Так продолжалось несколько раз и с какой-то болезненной жестокостью, некоторые сцены снова и снова, как будто репетиция непонятного уродливого сценария, где люди-актеры всего лишь однобокие безвольные кар тонные куклы. У них не было прошлого и будущего, их словно доставали из коробки и играли ими, а потом снова бросали обратно, до следующего раза.
Мне захотелось разрушить этот мир, я ударила по стеклу изо всех сил. Удар глухим звуком отдался в сознании, словно стук по зеркалу.

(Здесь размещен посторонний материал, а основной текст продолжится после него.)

impl MergeTracker for CampaignTracker {
    fn on_row(&mut self, n_idx_row: usize, row: &SpecRenderedRow, l_spans: &mut Vec<SpecMergeSpan>) {
        if is_run_boundary(row) {
            if let Some((n_row_start, label)) = self.state.take() {
                // "MONTHLY TOTAL (...)\nName" carries the authoritative name
                let c_embedded = if row.kind == EnumRowKind::MonthlyTotal {
                    derive_campaign_name(row.text_at(N_COL_CAMPAIGN))
                } else {
                    String::new()
                };
                let c_label = if c_embedded.is_empty() { label } else { c_embedded };
                l_spans.push(create_vertical_span(
                    n_row_start,
                    n_idx_row,
                    N_COL_CAMPAIGN,
                    c_label,
                    EnumMergeRule::Campaign,
                ));
            }
            return;
        }
        if let Some(c_name) = derive_campaign_entry(row) {
            if let Some((n_row_start, label)) = self.state.take() {
                l_spans.push(create_vertical_span(
                    n_row_start,
                    n_idx_row,
                    N_COL_CAMPAIGN,
                    label,
                    EnumMergeRule::Campaign,
                ));
            }
            self.state = EnumTrackerState::Accumulating {
                n_row_start: n_idx_row,
                label: c_name,
            };
        }
    }

    fn on_end(&mut self, n_rows: usize, l_spans: &mut Vec<SpecMergeSpan>) {
        if let Some((n_row_start, label)) = self.state.take() {
            l_spans.push(create_vertical_span(
                n_row_start,
                n_rows,
                N_COL_CAMPAIGN,
                label,
                EnumMergeRule::Campaign,
            ));
        }
    }
}

/// Column-1 media runs.
#[derive(Debug, Default)]
pub struct MediaTracker {
    state: EnumTrackerState,
}

impl MediaTracker {
    fn close(&mut self, n_row_end_exclusive: usize, l_spans: &mut Vec<SpecMergeSpan>) {
        if let Some((n_row_start, label)) = self.state.take()
            && n_row_end_exclusive - n_row_start > 1
        {
            l_spans.push(create_vertical_span(
                n_row_start,
                n_row_end_exclusive,
                N_COL_MEDIA,
                label,
                EnumMergeRule::Media,
            ));
        }
    }
}

impl MergeTracker for MediaTracker {
    fn on_row(&mut self, n_idx_row: usize, row: &SpecRenderedRow, l_spans: &mut Vec<SpecMergeSpan>) {
        if is_run_boundary(row) || derive_campaign_entry(row).is_some() {
            self.close(n_idx_row, l_spans);
        }
        if is_run_boundary(row) {
            return;
        }
        let c_text = row.text_at(N_COL_MEDIA).trim();
        if c_text.is_empty() {
            return;
        }
        match match_media_token(c_text) {
            Some(media) => {
                if let EnumTrackerState::Accumulating { label, .. } = &self.state
                    && match_media_token(label) == Some(media)
                {
                    return;
                }
                self.close(n_idx_row, l_spans);
                self.state = EnumTrackerState::Accumulating {
                    n_row_start: n_idx_row,
                    label: c_text.to_string(),
                };
            }
            None => self.close(n_idx_row, l_spans),
        }
    }

    fn on_end(&mut self, n_rows: usize, l_spans: &mut Vec<SpecMergeSpan>) {
        self.close(n_rows, l_spans);
    }
}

Приняли очертания похожести с девушкой и скрытое дежавю. Вся сила, содержащаяся во мне, рванулась наружу и вонзилась в зеркало, но оставила лишь только трещину, но и это стало началом конца ... призраков. Призраков ванильного неба.
Странность.
25.07.01.
Иногда я стараюсь об этом не думать - слишком затягивает - но чаще я занимаюсь этим от нечего делать, чтобы немного поупиваться создавшимся положением. Что я чувствую при этом? Разочарование от сознания того, что это не может произойти в реальности, хотя и далекой. Но в тоже время быть может именно через эти 4 года так все и произойдет, но велика вероятность и того, что мечта останется только тем, чем может быть.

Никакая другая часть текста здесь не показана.